There’s no reason, however, to assume that all processing chains offer such favorable terms to the downstream consumer. Heard thinks ecologists may have reported benefits in some cases simply because they haven’t watched the chain long enough to see payback time. In the case of the processing chain he’s now beginning to study, the issue is not just academic. Jobs may depend on it.
In forested streams, you have a lot of production coming from the breakdown of dead leaves that fall into the stream, says Heard. You have this class of insects called shredders, like stone fly larvae, that feed on leaves by chewing them and making little particles--just like my midges.
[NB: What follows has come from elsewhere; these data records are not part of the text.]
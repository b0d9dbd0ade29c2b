//! Application state for the culvert API.

use std::sync::Arc;

use anyhow::{Context, Result};
use culvert_protocol::PipelineError;
use grid_processor::ImergArchive;
use station_client::{build_client, ForecastClient, FrostClient, NveClient, PipeLifeClient};
use tracing::{info, warn};

use crate::config::ServiceConfig;

/// Shared application state, built once at startup.
pub struct AppState {
    pub config: ServiceConfig,

    /// Absent when no Frost client id is configured.
    pub frost: Option<FrostClient>,

    pub forecast: ForecastClient,

    /// Absent when no NVE API key is configured.
    pub nve: Option<NveClient>,

    pub pipelife: PipeLifeClient,

    /// Absent when no archive is configured.
    pub imerg: Option<Arc<ImergArchive>>,
}

impl AppState {
    /// Build provider clients and open the archive described by `config`.
    pub fn new(config: ServiceConfig) -> Result<Self> {
        let http = build_client(&config.http_options()).context("Failed to build HTTP client")?;

        let frost = if config.frost.client_id.is_empty() {
            warn!("FROST_CLIENT_ID not set, station endpoints are disabled");
            None
        } else {
            Some(FrostClient::new(
                http.clone(),
                &config.frost.base_url,
                config.frost.client_id.clone(),
            ))
        };

        let nve = if config.nve.api_key.is_empty() {
            warn!("NVE_API_KEY not set, flow endpoint is disabled");
            None
        } else {
            Some(NveClient::new(http.clone(), &config.nve.base_url, config.nve.api_key.clone()))
        };

        let imerg = match &config.imerg {
            Some(imerg_config) => {
                imerg_config
                    .validate()
                    .map_err(anyhow::Error::msg)
                    .context("Invalid imerg configuration")?;
                let archive = ImergArchive::open(imerg_config).with_context(|| {
                    format!("Failed to open IMERG archive at {:?}", imerg_config.archive_path)
                })?;
                match archive.bounds() {
                    Some(bounds) => info!(min = %bounds.min, max = %bounds.max, "Opened IMERG archive"),
                    None => warn!("IMERG archive has no discoverable bounds, every range will be rejected"),
                }
                Some(Arc::new(archive))
            }
            None => None,
        };

        Ok(Self {
            forecast: ForecastClient::new(http.clone(), &config.forecast.base_url),
            pipelife: PipeLifeClient::new(http, &config.pipelife.base_url),
            frost,
            nve,
            imerg,
            config,
        })
    }

    pub fn frost(&self) -> Result<&FrostClient, PipelineError> {
        self.frost
            .as_ref()
            .ok_or_else(|| PipelineError::Unavailable("Frost client id is not configured".to_string()))
    }

    pub fn nve(&self) -> Result<&NveClient, PipelineError> {
        self.nve
            .as_ref()
            .ok_or_else(|| PipelineError::Unavailable("NVE API key is not configured".to_string()))
    }

    pub fn imerg(&self) -> Result<&Arc<ImergArchive>, PipelineError> {
        self.imerg
            .as_ref()
            .ok_or_else(|| PipelineError::Unavailable("IMERG archive is not configured".to_string()))
    }
}
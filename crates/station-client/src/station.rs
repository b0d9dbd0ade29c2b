//! Weather station records shared by discovery and observation calls.

use culvert_protocol::PrecipitationSeries;
use serde::Serialize;

/// A point sensor, optionally carrying its hourly series.
#[derive(Debug, Clone, PartialEq, Serialize)]
pub struct Station {
    pub id: String,
    pub name: String,
    /// WGS84 longitude.
    pub lon: f64,
    /// WGS84 latitude.
    pub lat: f64,
    /// Distance from the query point in kilometres, when the provider reports it.
    #[serde(skip_serializing_if = "Option::is_none")]
    pub distance_km: Option<f64>,
    /// Set on the station chosen for a point query.
    pub nearest: bool,
    /// `(epoch ms, value)` pairs in time order.
    #[serde(skip_serializing_if = "Vec::is_empty")]
    pub observations: Vec<(i64, f64)>,
}

impl Station {
    pub fn new(id: impl Into<String>, name: impl Into<String>, lon: f64, lat: f64) -> Self {
        Self {
            id: id.into(),
            name: name.into(),
            lon,
            lat,
            distance_km: None,
            nearest: false,
            observations: Vec::new(),
        }
    }

    pub fn with_distance(mut self, distance_km: Option<f64>) -> Self {
        self.distance_km = distance_km;
        self
    }

    /// The attached observations as a series.
    pub fn series(&self) -> PrecipitationSeries {
        PrecipitationSeries::from_pairs(self.observations.iter().copied())
    }
}
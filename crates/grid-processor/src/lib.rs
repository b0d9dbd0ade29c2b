//! Dense precipitation archive access.
//!
//! The IMERG archive is a Zarr V3 array of half-hourly precipitation laid out
//! as `[time, row, column]`. This crate turns a query geometry and date range
//! into weighted hourly series:
//!
//! 1. [`archive`] discovers the archive's temporal bounds and maps instants
//!    to half-hour band indices.
//! 2. [`cell_index`] finds the cells under the geometry's bounding box and
//!    [`coverage`] weights them by overlap.
//! 3. [`processor`] reads each cell's samples and [`hourly`] fills missing
//!    values, rounds and pairs them into hours.
//!
//! [`ImergArchive`] wires these together behind a single read-only handle.

pub mod archive;
pub mod cell_index;
pub mod config;
pub mod coverage;
pub mod error;
pub mod hourly;
pub mod imerg;
pub mod processor;

pub use archive::{discover_bounds, parse_file_stem, HalfHourAxis};
pub use cell_index::{CellIndex, CellRecord, GeoJsonCellIndex, GridCell, RegularCellIndex};
pub use config::{CellIndexConfig, GridProcessorConfig};
pub use coverage::{coverage_weight, resolve_cells};
pub use error::{GridProcessorError, Result};
pub use hourly::{half_hour_to_hourly, HourlyOptions, HourlyValues};
pub use imerg::ImergArchive;
pub use processor::{ArchiveReader, ZarrArchiveReader};
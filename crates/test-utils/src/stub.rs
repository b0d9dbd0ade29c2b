//! A throwaway HTTP server standing in for a provider API.

use axum::Router;

/// Serve `router` on an ephemeral local port and return its base URL.
///
/// The server runs until the test's runtime shuts down.
pub async fn spawn_stub(router: Router) -> String {
    let listener = tokio::net::TcpListener::bind("127.0.0.1:0")
        .await
        .expect("failed to bind stub listener");
    let addr = listener.local_addr().expect("stub listener has no address");

    tokio::spawn(async move {
        axum::serve(listener, router).await.expect("stub server failed");
    });

    format!("http://{}", addr)
}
Then there is another class called collectors, like mayfly and blackfly larvae, that feed on the particles. And finally there are larger animals that eat both classes of insect larvae--economically important animals like salmon and trout.
There’s a fair bit of interest in trying to fertilize streams to improve fish production, says Heard. The question is, how do you do that? The fish are eating insect larvae, so how do we get more insect larvae? If you improve the habitat for shredders, maybe by throwing more leaf litter into the stream, then what will be the net effect on fish? The current idea would be that if you did something good for shredders, it would also be good for collectors, and ultimately for fish too. But that may or may not be true; it could also be a negative interaction. The theoretical work I’ve done gives us the tools to do the experiment correctly to find out.
Until now Heard has kept his experiments simple by looking at the shortest possible processing chain, with only two links. But many chains have three or more. The trout stream is one example, and the pitcher plant itself is another: that chain doesn’t start or end with midges and mosquitoes. There’s also the flesh fly, which feeds on carcasses while they’re still floating on the top of the pitcher, says Heard. It eats some of that stuff, and the rest of it sinks faster down to the bottom, where the midge can get to it. And the midges and mosquitoes produce dissolved nutrients that are taken up by the plant itself. That’s the reason for being carnivorous: it wants things like nitrogen and calcium that are hard to get in a bog. But it can’t do much with just a beetle; I mean, there’s no way to chew it. The plant doesn’t produce enzymes of its own, so it uses the insects to do the job for it. So in fact, it’s a four- level chain.
It’s possible the plant doesn’t benefit from the chain; it might be better off not sharing its catch with the larvae and instead just waiting for bacteria in the pitcher to break down the beetle. Although Heard thinks the processing chain probably does benefit the pitcher plant, proving that would require the same sort of painstaking experiment he did to show that the mosquitoes benefit from the presence of the midges. Heard has moved on to other things. He plans to leave that experiment to the next student who goes Ph.D. hunting in a bog.